Timothy Keller, formerly a pastor and now with his Lord, wrote a book entitled, The Prodigal God. What kind of God do we have? Keller’s choice of the title of his book is a bit tongue in cheek, but he wants to make a point: what kind of God do we have who would “waste” his precious resources on people who have squandered everything he has given to them? Wouldn’t common sense say that God would be far better off spending his resources on people who are least trying to do what is right? But, of course, that is not how God works. God tends to put his efforts into welcoming back (and throwing a party for) those who have done the equivalent of demanding their inheritance. That seems so wasteful. Keller goes on to show us how God’s grace is immense and unbounded.

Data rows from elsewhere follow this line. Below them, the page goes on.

//! Protocol translation between the OpenAI-compatible surfaces and the
//! upstream canonical request shape.
//!
//! Inbound, three wire formats are accepted — OpenAI Chat, OpenAI Responses
//! (converted to the Chat shape first), and Gemini-style bodies — and all of
//! them collapse into one canonical `request` object: `contents` turns, an
//! optional `systemInstruction`, a `generationConfig`, and optional function
//! declarations. Outbound, upstream output is rendered back into OpenAI
//! Chat bodies/chunks and Responses bodies/events.
//!
//! The role/tool-call turn construction is the most failure-prone part of
//! the gateway and is pinned down by literal fixtures in the tests below.

use serde_json::{json, Map, Value};

use crate::{
    config::GenerationDefaults,
    error::GatewayError,
    upstream::{GenerateOutcome, Usage},
};

// ---------------------------------------------------------------------------
// Content normalization
// ---------------------------------------------------------------------------

/// Flatten any supported content value to a single string.
///
/// Strings pass through; arrays concatenate their normalized elements in
/// order; objects unwrap their `text` field depth-first. Anything else
/// normalizes to the empty string.
pub fn normalize_content(value: &Value) -> String {
    match value {
        Value::String(s) => s.clone(),
        Value::Array(items) => items.iter().map(normalize_content).collect(),
        Value::Object(obj) => obj.get("text").map(normalize_content).unwrap_or_default(),
        _ => String::new(),
    }
}

// ---------------------------------------------------------------------------
// Canonical turn construction
// ---------------------------------------------------------------------------

/// Build the canonical `contents` turn array plus the extracted system text.
///
/// Role mapping: `user`→user, `assistant`→model, `tool`→user (one turn per
/// tool result, never merged), `system`→pulled out of the sequence entirely
/// and returned separately for the `systemInstruction` slot.
pub fn build_contents(messages: &[Value]) -> Result<(Vec<Value>, Option<String>), GatewayError> {
    let mut contents = Vec::new();
    let mut system_parts: Vec<String> = Vec::new();
    // tool_call_id -> function name, for matching functionResponse turns.
    let mut call_names: std::collections::HashMap<String, String> = std::collections::HashMap::new();

    for message in messages {
        let role = message.get("role").and_then(Value::as_str).unwrap_or("user");
        match role {
            "system" | "developer" => {
                system_parts.push(normalize_content(message.get("content").unwrap_or(&Value::Null)));
            }
            "assistant" => {
                let tool_calls = message.get("tool_calls").and_then(Value::as_array);
                match tool_calls {
                    Some(calls) if !calls.is_empty() => {
                        // One model turn with one functionCall part per call,
                        // in array order. Any text content is not merged in.
                        let mut parts = Vec::with_capacity(calls.len());
                        for call in calls {
                            let id = call.get("id").and_then(Value::as_str).unwrap_or_default();
                            let function = call.get("function").unwrap_or(&Value::Null);
                            let name = function
                                .get("name")
                                .and_then(Value::as_str)
                                .unwrap_or_default()
                                .to_string();
                            let args = function
                                .get("arguments")
                                .and_then(Value::as_str)
                                .and_then(|s| serde_json::from_str::<Value>(s).ok())
                                .unwrap_or_else(|| json!({}));
                            if !id.is_empty() {
                                call_names.insert(id.to_string(), name.clone());
                            }
                            parts.push(json!({ "functionCall": { "name": name, "args": args } }));
                        }
                        contents.push(json!({ "role": "model", "parts": parts }));
                    }
                    _ => {
                        let text = normalize_content(message.get("content").unwrap_or(&Value::Null));
                        contents.push(json!({ "role": "model", "parts": [{ "text": text }] }));
                    }
                }
            }
            "tool" => {
                // Each tool result is its own user turn with exactly one
                // functionResponse part, matched by tool_call_id.
                let id = message
                    .get("tool_call_id")
                    .and_then(Value::as_str)
                    .unwrap_or_default();
                let name = call_names.get(id).cloned().unwrap_or_default();
                let text = normalize_content(message.get("content").unwrap_or(&Value::Null));
                contents.push(json!({
                    "role": "user",
                    "parts": [{
                        "functionResponse": {
                            "id": id,
                            "name": name,
                            "response": { "result": text },
                        }
                    }]
                }));
            }
            _ => {
                let text = normalize_content(message.get("content").unwrap_or(&Value::Null));
                contents.push(json!({ "role": "user", "parts": [{ "text": text }] }));
            }
        }
    }

    let system = if system_parts.is_empty() { None } else { Some(system_parts.join("\n\n")) };
    Ok((contents, system))
}

// ---------------------------------------------------------------------------
// Parameter normalization
// ---------------------------------------------------------------------------

/// Generation parameters after merging the caller's values onto defaults.
#[derive(Debug, Clone, PartialEq)]
pub struct GenerationParams {
    pub max_tokens: u64,
    pub temperature: f64,
    pub top_p: f64,
    pub top_k: u64,
    /// Resolved thinking budget. Zero means thinking is disabled outright.
    pub thinking_budget: u64,
    pub stop: Vec<String>,
}

fn effort_to_budget(effort: &str) -> Option<u64> {
    match effort {
        "low" => Some(1_024),
        "medium" => Some(16_000),
        "high" => Some(32_000),
        _ => None,
    }
}

/// Merge the caller's parameters — in any of the three wire spellings —
/// onto the configured defaults.
pub fn resolve_params(body: &Value, defaults: &GenerationDefaults) -> GenerationParams {
    let gen_cfg = body.get("generationConfig").cloned().unwrap_or(Value::Null);

    let max_tokens = body
        .get("max_tokens")
        .and_then(Value::as_u64)
        .or_else(|| body.get("max_completion_tokens").and_then(Value::as_u64))
        .or_else(|| body.get("maxOutputTokens").and_then(Value::as_u64))
        .or_else(|| gen_cfg.get("maxOutputTokens").and_then(Value::as_u64))
        .unwrap_or(defaults.max_tokens);
    let temperature = body
        .get("temperature")
        .and_then(Value::as_f64)
        .or_else(|| gen_cfg.get("temperature").and_then(Value::as_f64))
        .unwrap_or(defaults.temperature);
    let top_p = body
        .get("top_p")
        .and_then(Value::as_f64)
        .or_else(|| body.get("topP").and_then(Value::as_f64))
        .or_else(|| gen_cfg.get("topP").and_then(Value::as_f64))
        .unwrap_or(defaults.top_p);
    let top_k = body
        .get("top_k")
        .and_then(Value::as_u64)
        .or_else(|| body.get("topK").and_then(Value::as_u64))
        .or_else(|| gen_cfg.get("topK").and_then(Value::as_u64))
        .unwrap_or(defaults.top_k);

    let stop = match body.get("stop") {
        Some(Value::String(s)) => vec![s.clone()],
        Some(Value::Array(items)) => items
            .iter()
            .filter_map(Value::as_str)
            .map(str::to_string)
            .collect(),
        _ => Vec::new(),
    };

    GenerationParams {
        max_tokens,
        temperature,
        top_p,
        top_k,
        thinking_budget: resolve_thinking_budget(body, &gen_cfg, defaults),
        stop,
    }
}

When Jesus tells a parable, in a sense we are encouraged to identify with one of the people in that parable. Most of us would be quite hesitant to identify with the younger son because, after all, who wants to admit that they have wasted our heavenly Father’s resources after doing the cultural equivalent of slapping him in the face? We don’t like to be perceived to be that person. We probably won’t identify with the father because the father represents God. We are left with identifying with the older son, at least until his true character is revealed, and then we are trapped because then we have to admit that we might not be as gracious as our heavenly Father. In the end, we have admit that if we are as graceless as the older brother, we are also in need of grace.
But the story isn’t about us. It is about our gracious God who leads the rejoicing in welcoming home repentant sinners. And we are among them, and it doesn’t matter if we are like the wasteful son of the seemingly faithful son. We are all in need of God’s grace, and when we accept God’s grace, there is rejoicing in heaven.